Le 2010-10-27 21:13, andre999 a écrit :

To focus on package descriptions, which really
*are* of interest only to more advanced users (very few newbies know
enough about Linux to care about minimalist installs), completely misses
the point that there is a lot of other information about what's going on
in the install that *would* be of interest to newbies.
It depends what you put in the package descriptions. Something like "You
really should install this" is totally meaningless to almost everyone.
A good description is not necessarily highly technical. It is really the
application packages that a newbie would want to select, dependancies
will be automatically selected, as in now the case. If a summary
description is clear, that could be sufficient.
But I tend to think that a full description should be used for
application packages.

I agree, the descriptions should be void of personal comments and almost technical in style but the use of vocabulary should be such that the vocabulary is easily understood by users.


In the same spirit, we could have a set of package-related ISOs, and one
or more documentation ISOs. If a non-network user wants extended help
and package descriptions in translated format, he obtains these ISOs.
If not, he doesn't. At the start of the install, the user gets a prompt
with checkboxes for each of the possible ISOs, and can indicate which
are available. For any that aren't, the install doesn't even try to use
what's on them. If the install detects enough available unused disk
space, then the first use of any ISO can copy some or all of the ISO to
hard disk for the duration of the install. Any prompt for an ISO has a
way for the user to say he really doesn't have that one, in which case
it is not prompted for again. All this should minimize the amount of
disk-swapping.

I like the idea of more documentation, but I don't really think that users would really read extended documentation. I think that if they wanted more then they would look for the website for more description of the software.

Lots of disks, but minimal disk-swapping ?
Why not a single DVD, and no disk-swapping ?
That answers the objections of those who don't want to have to download
many ISOs to do an install, and also addresses the needs of non-network
users (e.g. small schools) who want a full-featured set of install media
that can be reused repeatedly for friendly installs without network
access. It also minimizes disk-swapping, unless the system is really
tight on space, in which case the install is at least still possible,
albeit with some disk swapping (assuming the user wants to use multiple
ISOs).
Note that schools would generally have the bandwidth to download a DVD.
So little or no need for disk swapping.

If your are talking about primary / secondary schools, then, here in Canada, the downloading is normally locked down and there is usually not enough disk space accorded to the students.


The problem with all this is it makes things more complicated. For
Mageia. For new users. But maybe not so much for experienced users with
a large bandwidth. But are these the users we are addressing ?
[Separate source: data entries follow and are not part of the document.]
//! Static catalog of training approaches

use scribe_core::ApproachCategory;
use serde::Serialize;

/// Fine-tuning method used on self-hosted hardware
#[derive(Debug, Clone, Copy, PartialEq, Eq, Serialize)]
#[serde(rename_all = "snake_case")]
pub enum TrainingMethod {
    Full,
    Lora,
    Qlora,
}

impl TrainingMethod {
    /// VRAM needed per billion parameters, excluding activation headroom
    pub fn gb_per_b_param(&self) -> f64 {
        match self {
            Self::Full => 16.0,
            Self::Lora => 2.5,
            Self::Qlora => 0.9,
        }
    }

    /// Throughput relative to a full fine-tune on the same hardware
    pub fn speed_factor(&self) -> f64 {
        match self {
            Self::Full => 1.0,
            Self::Lora => 1.5,
            Self::Qlora => 1.1,
        }
    }
}

/// Hosted fine-tuning services
#[derive(Debug, Clone, Copy, PartialEq, Eq, Serialize)]
#[serde(rename_all = "snake_case")]
pub enum ApiService {
    OpenAi,
    Bedrock,
    TogetherAi,
}

#[derive(Debug, Clone, Serialize)]
#[serde(tag = "kind", rename_all = "snake_case")]
pub enum Pricing {
    SelfHosted {
        gpu_type: &'static str,
        vram_gb: u32,
        max_gpus: u32,
        /// USD per GPU-hour (electricity for local hardware)
        hourly_rate_per_gpu: f64,
        /// Full fine-tune tokens/s for a 7B model on one GPU
        base_tokens_per_sec_7b: f64,
        method: TrainingMethod,
        setup_hours: f64,
        min_billable_hours: f64,
    },
    Api {
        service: ApiService,
        tokens_per_hour: f64,
        queue_hours: f64,
    },
}

/// One way to train a model, priced independently of the dataset
#[derive(Debug, Clone, Serialize)]
pub struct Approach {
    pub name: &'static str,
    pub category: ApproachCategory,
    pub provider: &'static str,
    pub pricing: Pricing,
    pub base_confidence: f64,
}

#[allow(clippy::too_many_arguments)]
fn hosted(
    name: &'static str,
    category: ApproachCategory,
    provider: &'static str,
    gpu_type: &'static str,
    vram_gb: u32,
    max_gpus: u32,
    hourly_rate_per_gpu: f64,
    base_tokens_per_sec_7b: f64,
    method: TrainingMethod,
    base_confidence: f64,
) -> Approach {
    let setup_hours = if category == ApproachCategory::LocalGpu {
        0.1
    } else {
        0.25
    };
    Approach {
        name,
        category,
        provider,
        pricing: Pricing::SelfHosted {
            gpu_type,
            vram_gb,
            max_gpus,
            hourly_rate_per_gpu,
            base_tokens_per_sec_7b,
            method,
            setup_hours,
            min_billable_hours: 0.0,
        },
        base_confidence,
    }
}

fn api(
    name: &'static str,
    provider: &'static str,
    service: ApiService,
    tokens_per_hour: f64,
    queue_hours: f64,
    base_confidence: f64,
) -> Approach {
    Approach {
        name,
        category: ApproachCategory::ApiFineTuning,
        provider,
        pricing: Pricing::Api {
            service,
            tokens_per_hour,
            queue_hours,
        },
        base_confidence,
    }
}

/// Hourly-billed hyperscaler instances round up to a full hour
fn with_min_billable(mut approach: Approach, hours: f64) -> Approach {
    if let Pricing::SelfHosted {
        min_billable_hours, ..
    } = &mut approach.pricing
    {
        *min_billable_hours = hours;
    }
    approach
}

pub fn default_catalog() -> Vec<Approach> {
    use ApproachCategory as C;
    use TrainingMethod as M;

    vec![
        // Consumer and workstation cards only fit parameter-efficient runs
        hosted("Local RTX 3090", C::LocalGpu, "Local", "RTX 3090", 24, 1, 0.06, 900.0, M::Qlora, 0.85),
        hosted("Local RTX 4090", C::LocalGpu, "Local", "RTX 4090", 24, 1, 0.07, 1400.0, M::Qlora, 0.85),
        hosted("Local Dual RTX 4090", C::LocalGpu, "Local", "RTX 4090", 24, 2, 0.07, 1400.0, M::Lora, 0.8),
        hosted("Local RTX A6000", C::LocalGpu, "Local", "RTX A6000", 48, 1, 0.05, 1100.0, M::Lora, 0.85),
        hosted("Lambda Labs A100", C::CloudRental, "Lambda Labs", "A100 80GB", 80, 8, 1.29, 2500.0, M::Full, 0.8),
        hosted("Lambda Labs H100", C::CloudRental, "Lambda Labs", "H100 80GB", 80, 8, 2.49, 4500.0, M::Full, 0.8),
        hosted("RunPod A100", C::CloudRental, "RunPod", "A100 80GB", 80, 8, 1.64, 2500.0, M::Full, 0.8),
        hosted("RunPod RTX 4090", C::CloudRental, "RunPod", "RTX 4090", 24, 8, 0.69, 1400.0, M::Full, 0.75),
        hosted("Vast.ai RTX 3090", C::CloudRental, "Vast.ai", "RTX 3090", 24, 8, 0.22, 900.0, M::Full, 0.7),
        hosted("Vast.ai A100", C::CloudRental, "Vast.ai", "A100 80GB", 80, 8, 1.10, 2500.0, M::Full, 0.7),
        with_min_billable(
            hosted("AWS p4d A100", C::CloudRental, "AWS", "A100 40GB", 40, 8, 4.10, 2200.0, M::Full, 0.85),
            1.0,
        ),
        with_min_billable(
            hosted("GCP A100", C::CloudRental, "Google Cloud", "A100 40GB", 40, 8, 3.67, 2200.0, M::Full, 0.85),
            1.0,
        ),
        api("OpenAI Fine-tuning", "OpenAI", ApiService::OpenAi, 3_000_000.0, 0.5, 0.95),
        api("Anthropic via Bedrock", "AWS Bedrock", ApiService::Bedrock, 2_000_000.0, 1.0, 0.9),
        api("Together AI Fine-tuning", "Together AI", ApiService::TogetherAi, 5_000_000.0, 0.25, 0.9),
        hosted("LoRA on RunPod A100", C::Lora, "RunPod", "A100 80GB", 80, 4, 1.64, 2500.0, M::Lora, 0.8),
        hosted("LoRA on Lambda Labs A100", C::Lora, "Lambda Labs", "A100 80GB", 80, 4, 1.29, 2500.0, M::Lora, 0.8),
        hosted("QLoRA on RunPod RTX 4090", C::Qlora, "RunPod", "RTX 4090", 24, 4, 0.69, 1400.0, M::Qlora, 0.75),
        hosted("QLoRA on Vast.ai RTX 3090", C::Qlora, "Vast.ai", "RTX 3090", 24, 4, 0.22, 900.0, M::Qlora, 0.7),
    ]
}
As always, network users could opt to download dynamically anything they
didn't have ISO media for, with the same provision for caching, if space
allowed.

Localising the package descriptions shouldn't take a lot of space,
compared with localising the software included.
I really don't understand the real advantage of separating the package
description from the package. To save 1% of ISO space ? At what price
complexity ?

my 2 cents :)

- André


I agree, it should be kept as compact as possible so that the people writing up the descriptions and the packagers don't get caught up in scheduling conflicts due to the size of description and translations.